Check every line of the records below for the string "model" and copy the ones that have it.

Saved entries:
Start of Block

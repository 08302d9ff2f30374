use std::net::SocketAddr;

use axum::extract::rejection::{PathRejection, QueryRejection};
use axum::extract::{ConnectInfo, Path, Query, Request, State};
use axum::http::{header, HeaderMap, StatusCode};
use axum::response::{Html, IntoResponse, Redirect, Response};
use axum::routing::get;
use axum::Router;
use serde::Deserialize;
use tracing::{debug, error, warn};

use crate::error::{error_code, QrError};
use crate::model::{GeoHints, ScanMode};
use crate::permissions;
use crate::render;
use crate::service::{ScanOutcome, ScanRequest};

use super::AppState;

pub fn router(state: AppState) -> Router {
    Router::new()
        .route("/q/{token}", get(resolve))
        .with_state(state)
}

#[derive(Debug, Default, Deserialize)]
struct ScanQuery {
    #[serde(default)]
    mode: Option<String>,
}

// ---------------------------------------------------------------------------
// GET /q/{token}
// ---------------------------------------------------------------------------

async fn resolve(
    State(state): State<AppState>,
    path: Result<Path<String>, PathRejection>,
    query: Result<Query<ScanQuery>, QueryRejection>,
    request: Request,
) -> Response {
    // An undecodable token gets the same page as an unknown one.
    let token = match path {
        Ok(Path(token)) => token,
        Err(e) => {
            warn!(code = error_code::MALFORMED_INPUT, error = %e, "undecodable scan path");
            return no_store(not_found());
        }
    };
    let mode = match query {
        Ok(Query(query)) => query.mode,
        Err(e) => {
            warn!(error = %e, "undecodable scan query, using public");
            None
        }
    };

    let headers = request.headers();
    let peer = request
        .extensions()
        .get::<ConnectInfo<SocketAddr>>()
        .map(|ConnectInfo(addr)| *addr);

    let req = ScanRequest {
        mode: requested_mode(&state, headers, mode.as_deref()),
        ip_address: client_ip(headers, peer),
        geo: geo_hints(headers),
        user_agent: header_str(headers, header::USER_AGENT.as_str()),
        token,
    };

    let resp = match state.service.scan(&req) {
        Ok(ScanOutcome::Redirect { url, .. }) => Redirect::to(&url).into_response(),
        Ok(ScanOutcome::Verification { html, .. })
        | Ok(ScanOutcome::InternalStatus { html, .. })
        | Ok(ScanOutcome::Calibration { html }) => Html(html).into_response(),
        Err(QrError::NotFound) => not_found(),
        Err(e) => {
            error!(code = e.error_code(), error = %e, mode = %req.mode, "scan failed");
            (
                StatusCode::INTERNAL_SERVER_ERROR,
                Html(render::unavailable_page()),
            )
                .into_response()
        }
    };
    no_store(resp)
}

fn not_found() -> Response {
    (StatusCode::NOT_FOUND, Html(render::not_found_page())).into_response()
}

/// Every scan response must reach the server again on the next scan.
fn no_store(resp: Response) -> Response {
    ([(header::CACHE_CONTROL, "no-store")], resp).into_response()
}

/// Operational mode needs the operational permission; anything else is
/// served as public without telling the scanner why.
fn requested_mode(state: &AppState, headers: &HeaderMap, raw: Option<&str>) -> ScanMode {
    match raw.map(ScanMode::from_str) {
        Some(Some(ScanMode::Operational)) => {
            match state.auth.check(headers, permissions::SCAN_OPERATIONAL) {
                Ok(()) => ScanMode::Operational,
                Err(e) => {
                    debug!(error = %e, "operational scan downgraded to public");
                    ScanMode::Public
                }
            }
        }
        Some(None) => {
            warn!(mode = ?raw, "unknown scan mode, using public");
            ScanMode::Public
        }
        _ => ScanMode::Public,
    }
}

fn header_str(headers: &HeaderMap, name: &str) -> Option<String> {
    headers
        .get(name)
        .and_then(|v| v.to_str().ok())
        .map(str::trim)
        .filter(|v| !v.is_empty())
        .map(String::from)
}

/// First hop of `x-forwarded-for`, then `x-real-ip`, then the socket peer.
fn client_ip(headers: &HeaderMap, peer: Option<SocketAddr>) -> Option<String> {
    header_str(headers, "x-forwarded-for")
        .and_then(|v| v.split(',').next().map(|s| s.trim().to_string()))
        .filter(|v| !v.is_empty())
        .or_else(|| header_str(headers, "x-real-ip"))
        .or_else(|| peer.map(|addr| addr.ip().to_string()))
}

fn geo_hints(headers: &HeaderMap) -> GeoHints {
    GeoHints {
        country: header_str(headers, "cf-ipcountry")
            .or_else(|| header_str(headers, "x-vercel-ip-country")),
        region: header_str(headers, "x-vercel-ip-country-region"),
        city: header_str(headers, "x-vercel-ip-city"),
    }
}

#[cfg(test)]
mod tests {
    use axum::body::Body;
    use axum::http::Request;
    use tower::ServiceExt;

    use super::*;
    use crate::api::tests::{body_string, locked_app, open_app, service, service_with_db};
    use crate::model::{EntityType, IssueTokenRequest, ResolutionType};
    use plantops_core::ListParams;
    use plantops_sql::SQLStore;

    fn issue(svc: &crate::service::QrService) -> crate::model::Token {
        svc.issue_token(&IssueTokenRequest {
            entity_type: EntityType::Product,
            entity_id: "p1".into(),
            redirect_url: Some("https://override.example/p1".into()),
            version_id: None,
            expires_at: None,
        })
        .unwrap()
    }

    #[tokio::test]
    async fn operational_scan_redirects() {
        let svc = service();
        let token = issue(&svc);
        let app = open_app(svc.clone());

        let resp = app
            .oneshot(
                Request::builder()
                    .uri(format!("/q/{}?mode=operational", token.value))
                    .header("x-forwarded-for", "198.51.100.7, 10.0.0.1")
                    .header("cf-ipcountry", "DE")
                    .header("user-agent", "scanner/1.0")
                    .body(Body::empty())
                    .unwrap(),
            )
            .await
            .unwrap();

        assert_eq!(resp.status(), StatusCode::SEE_OTHER);
        assert_eq!(resp.headers()["location"], "https://override.example/p1");
        assert_eq!(resp.headers()["cache-control"], "no-store");

        let log = svc.scans_for_token(&token.id, &ListParams::default()).unwrap();
        let event = &log.items[0];
        assert_eq!(event.resolution_type, ResolutionType::Token);
        assert_eq!(event.ip_address.as_deref(), Some("198.51.100.7"));
        assert_eq!(event.geo.country.as_deref(), Some("DE"));
        assert_eq!(event.user_agent.as_deref(), Some("scanner/1.0"));
        assert_eq!(event.mode, ScanMode::Operational);
    }

    #[tokio::test]
    async fn operational_without_permission_is_public() {
        let svc = service();
        let token = issue(&svc);
        let app = locked_app(svc.clone());

        let resp = app
            .oneshot(
                Request::builder()
                    .uri(format!("/q/{}?mode=operational", token.value))
                    .body(Body::empty())
                    .unwrap(),
            )
            .await
            .unwrap();

        assert_eq!(resp.status(), StatusCode::OK);
        assert!(body_string(resp).await.contains("VERIFIED"));
        let log = svc.scans_for_token(&token.id, &ListParams::default()).unwrap();
        assert_eq!(log.items[0].mode, ScanMode::Public);
        assert_eq!(log.items[0].resolution_type, ResolutionType::Verification);
    }

    #[tokio::test]
    async fn malformed_and_unknown_get_identical_responses() {
        let svc = service();
        let mut bodies = Vec::new();
        for path in [
            "/q/qr_doesnotexist",
            "/q/garbage",
            "/q/qr_%20bad",
            "/q/qr_%FF",
            "/q/%C3%28",
        ] {
            let resp = open_app(svc.clone())
                .oneshot(Request::builder().uri(path).body(Body::empty()).unwrap())
                .await
                .unwrap();
            assert_eq!(resp.status(), StatusCode::NOT_FOUND, "{path}");
            assert_eq!(resp.headers()["cache-control"], "no-store");
            bodies.push(body_string(resp).await);
        }
        assert!(bodies.windows(2).all(|w| w[0] == w[1]));
    }

    #[tokio::test]
    async fn unreadable_query_falls_back_to_public() {
        let svc = service();
        let token = issue(&svc);
        let resp = open_app(svc.clone())
            .oneshot(
                Request::builder()
                    .uri(format!("/q/{}?mode=public&mode=operational", token.value))
                    .body(Body::empty())
                    .unwrap(),
            )
            .await
            .unwrap();

        assert_eq!(resp.status(), StatusCode::OK);
        assert_eq!(resp.headers()["cache-control"], "no-store");
        assert!(body_string(resp).await.contains("VERIFIED"));
        let log = svc.scans_for_token(&token.id, &ListParams::default()).unwrap();
        assert_eq!(log.items[0].mode, ScanMode::Public);
    }

    #[tokio::test]
    async fn failed_audit_serves_no_redirect() {
        let (db, svc) = service_with_db();
        let token = issue(&svc);
        db.exec("DROP TABLE scan_events", &[]).unwrap();

        let resp = open_app(svc.clone())
            .oneshot(
                Request::builder()
                    .uri(format!("/q/{}?mode=operational", token.value))
                    .body(Body::empty())
                    .unwrap(),
            )
            .await
            .unwrap();

        assert_eq!(resp.status(), StatusCode::INTERNAL_SERVER_ERROR);
        assert!(resp.headers().get("location").is_none());
        assert_eq!(resp.headers()["cache-control"], "no-store");
        let body = body_string(resp).await;
        assert!(!body.contains("override.example"));
        assert_eq!(svc.get_token(&token.id).unwrap().scan_count, 0);
    }

    #[tokio::test]
    async fn calibration_token_renders_preview() {
        let svc = service();
        let resp = open_app(svc.clone())
            .oneshot(
                Request::builder()
                    .uri("/q/qr_calibration")
                    .header("user-agent", "tuning-phone")
                    .body(Body::empty())
                    .unwrap(),
            )
            .await
            .unwrap();

        assert_eq!(resp.status(), StatusCode::OK);
        assert!(body_string(resp).await.contains("Calibration preview"));
        assert_eq!(svc.calibration().snapshot()[0].user_agent, "tuning-phone");
    }

    #[test]
    fn ip_fallbacks() {
        let peer: SocketAddr = "192.0.2.1:5555".parse().unwrap();
        let mut headers = HeaderMap::new();
        assert_eq!(client_ip(&headers, Some(peer)).as_deref(), Some("192.0.2.1"));
        assert_eq!(client_ip(&headers, None), None);

        headers.insert("x-real-ip", "192.0.2.50".parse().unwrap());
        assert_eq!(client_ip(&headers, Some(peer)).as_deref(), Some("192.0.2.50"));

        headers.insert("x-forwarded-for", " 192.0.2.99 , 10.0.0.1".parse().unwrap());
        assert_eq!(client_ip(&headers, Some(peer)).as_deref(), Some("192.0.2.99"));
    }

    #[test]
    fn geo_from_edge_headers() {
        let mut headers = HeaderMap::new();
        headers.insert("x-vercel-ip-country", "US".parse().unwrap());
        headers.insert("x-vercel-ip-country-region", "CA".parse().unwrap());
        headers.insert("x-vercel-ip-city", "Oakland".parse().unwrap());
        let geo = geo_hints(&headers);
        assert_eq!(geo.country.as_deref(), Some("US"));
        assert_eq!(geo.region.as_deref(), Some("CA"));
        assert_eq!(geo.city.as_deref(), Some("Oakland"));
    }
}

End of Block

Solution for this task:
use crate::model::{GeoHints, ScanMode};
    use crate::model::{EntityType, IssueTokenRequest, ResolutionType};
    fn issue(svc: &crate::service::QrService) -> crate::model::Token {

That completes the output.